- _Task directions_
Scan the listing below for lines with "Option" in them. Give their number and nothing more.

- _Available data_
= Beginning of Section =

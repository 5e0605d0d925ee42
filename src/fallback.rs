//! Fallback resolution for a `(key, language)` lookup and the handling of
//! missing translations.
//!
//! Resolution is planned by a pure function over the table, then the
//! translator reports any [`MissingTranslationEvent`] to the configured
//! [`MissingTranslationPolicy`] and asks it whether to continue.
//!
//! ```text
//! Start ─ key absent ──────────────────────────► ReportMissingKey ─► ReturnKey
//!   └─► TryRequested ─ non-empty ─────────────────────────────────► Render
//!            └─ empty ─► TryDefault ─ non-empty ─► ReportMissingLanguage ─► Render
//!                             └─ empty ───────► ReportMissingFallback ─► ReturnKey
//! ```

use std::cell::RefCell;
use std::fmt;
use std::rc::Rc;

use serde::{Deserialize, Serialize};
use tracing::debug;

use crate::error::TranslateError;
use crate::table::TranslationTable;

#[derive(Debug, Clone, Copy, PartialEq, Eq, Hash, Serialize, Deserialize)]
#[serde(rename_all = "camelCase")]
pub enum MissingReason {
    /// The key is not in the table.
    MissingKey,
    /// The requested language is empty; the default language is used.
    MissingLanguage,
    /// Both the requested and the default language are empty.
    MissingFallback,
}

impl MissingReason {
    pub fn as_str(&self) -> &'static str {
        match self {
            MissingReason::MissingKey => "missingKey",
            MissingReason::MissingLanguage => "missingLanguage",
            MissingReason::MissingFallback => "missingFallback",
        }
    }
}

impl fmt::Display for MissingReason {
    fn fmt(&self, f: &mut fmt::Formatter<'_>) -> fmt::Result {
        f.write_str(self.as_str())
    }
}

#[derive(Debug, Clone, PartialEq, Eq, Serialize, Deserialize)]
#[serde(rename_all = "camelCase")]
pub struct MissingTranslationEvent {
    pub key: String,
    pub language: String,
    pub default_language: String,
    pub reason: MissingReason,
}

impl MissingTranslationEvent {
    pub fn new(key: &str, language: &str, default_language: &str, reason: MissingReason) -> Self {
        MissingTranslationEvent {
            key: key.to_string(),
            language: language.to_string(),
            default_language: default_language.to_string(),
            reason,
        }
    }

    pub fn to_error(&self) -> TranslateError {
        TranslateError::MissingTranslation {
            key: self.key.clone(),
            language: self.language.clone(),
            default_language: self.default_language.clone(),
            reason: self.reason,
        }
    }
}

/// How missing translations are resolved.
#[derive(Debug, Clone, Copy, PartialEq, Eq, Default, Serialize, Deserialize)]
#[serde(rename_all = "camelCase")]
pub enum MissingStrategy {
    /// Use the default language text, then the key.
    #[default]
    Fallback,
    /// Fail on every missing translation.
    Strict,
}

/// Which language's text a [`Resolution::Render`] carries.
#[derive(Debug, Clone, Copy, PartialEq, Eq)]
pub enum TextSource {
    Requested,
    Default,
}

/// The planned outcome of a lookup, before any event is reported.
#[derive(Debug, Clone, PartialEq)]
pub enum Resolution<'t> {
    Render {
        template: &'t str,
        source: TextSource,
        event: Option<MissingTranslationEvent>,
    },
    ReturnKey {
        event: MissingTranslationEvent,
    },
}

impl Resolution<'_> {
    pub fn event(&self) -> Option<&MissingTranslationEvent> {
        match self {
            Resolution::Render { event, .. } => event.as_ref(),
            Resolution::ReturnKey { event } => Some(event),
        }
    }
}

/// Decide what a lookup of `key` in `language` renders.
pub fn plan_resolution<'t>(
    table: &'t TranslationTable,
    key: &str,
    language: &str,
    default_language: &str,
) -> Resolution<'t> {
    let event = |reason| MissingTranslationEvent::new(key, language, default_language, reason);

    let Some(entry) = table.get(key) else {
        return Resolution::ReturnKey {
            event: event(MissingReason::MissingKey),
        };
    };

    if let Some(template) = entry.get(language).filter(|text| !text.is_empty()) {
        return Resolution::Render {
            template,
            source: TextSource::Requested,
            event: None,
        };
    }

    match entry.get(default_language).filter(|text| !text.is_empty()) {
        Some(template) => Resolution::Render {
            template,
            source: TextSource::Default,
            event: Some(event(MissingReason::MissingLanguage)),
        },
        None => Resolution::ReturnKey {
            event: event(MissingReason::MissingFallback),
        },
    }
}

pub type MissingTranslationCallback = Rc<dyn Fn(&MissingTranslationEvent)>;

#[derive(Debug, Clone, PartialEq, Eq)]
pub enum Decision {
    Continue,
    Fail(TranslateError),
}

/// Reports missing-translation events and decides whether a lookup may
/// continue with its best-effort result.
#[derive(Clone, Default)]
pub struct MissingTranslationPolicy {
    strategy: MissingStrategy,
    callback: Option<MissingTranslationCallback>,
}

impl fmt::Debug for MissingTranslationPolicy {
    fn fmt(&self, f: &mut fmt::Formatter<'_>) -> fmt::Result {
        f.debug_struct("MissingTranslationPolicy")
            .field("strategy", &self.strategy)
            .field("has_callback", &self.callback.is_some())
            .finish()
    }
}

impl MissingTranslationPolicy {
    pub fn new(strategy: MissingStrategy, callback: Option<MissingTranslationCallback>) -> Self {
        MissingTranslationPolicy { strategy, callback }
    }

    pub fn strategy(&self) -> MissingStrategy {
        self.strategy
    }

    pub fn report(&self, event: &MissingTranslationEvent) {
        debug!(
            key = %event.key,
            language = %event.language,
            default_language = %event.default_language,
            reason = %event.reason,
            "missing translation"
        );
        if let Some(callback) = &self.callback {
            callback(event);
        }
    }

    pub fn decide(&self, event: &MissingTranslationEvent) -> Decision {
        match self.strategy {
            MissingStrategy::Fallback => Decision::Continue,
            MissingStrategy::Strict => Decision::Fail(event.to_error()),
        }
    }

    /// Report, then decide.
    pub fn handle(&self, event: &MissingTranslationEvent) -> Result<(), TranslateError> {
        self.report(event);
        match self.decide(event) {
            Decision::Continue => Ok(()),
            Decision::Fail(error) => Err(error),
        }
    }
}

/// Records missing-translation events for later inspection.
///
/// Clones share the same event list.
#[derive(Debug, Clone, Default)]
pub struct MissingTranslationCollector(Rc<RefCell<Vec<MissingTranslationEvent>>>);

impl MissingTranslationCollector {
    pub fn new() -> Self {
        Self::default()
    }

    pub fn record(&self, event: &MissingTranslationEvent) {
        self.0.borrow_mut().push(event.clone());
    }

    pub fn events(&self) -> Vec<MissingTranslationEvent> {
        self.0.borrow().clone()
    }

    pub fn len(&self) -> usize {
        self.0.borrow().len()
    }

    pub fn is_empty(&self) -> bool {
        self.0.borrow().is_empty()
    }

    pub fn clear(&self) {
        self.0.borrow_mut().clear();
    }

    /// A callback that records into this collector.
    pub fn callback(&self) -> MissingTranslationCallback {
        let collector = self.clone();
        Rc::new(move |event| collector.record(event))
    }
}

= End of Section =

- _Written answer_
4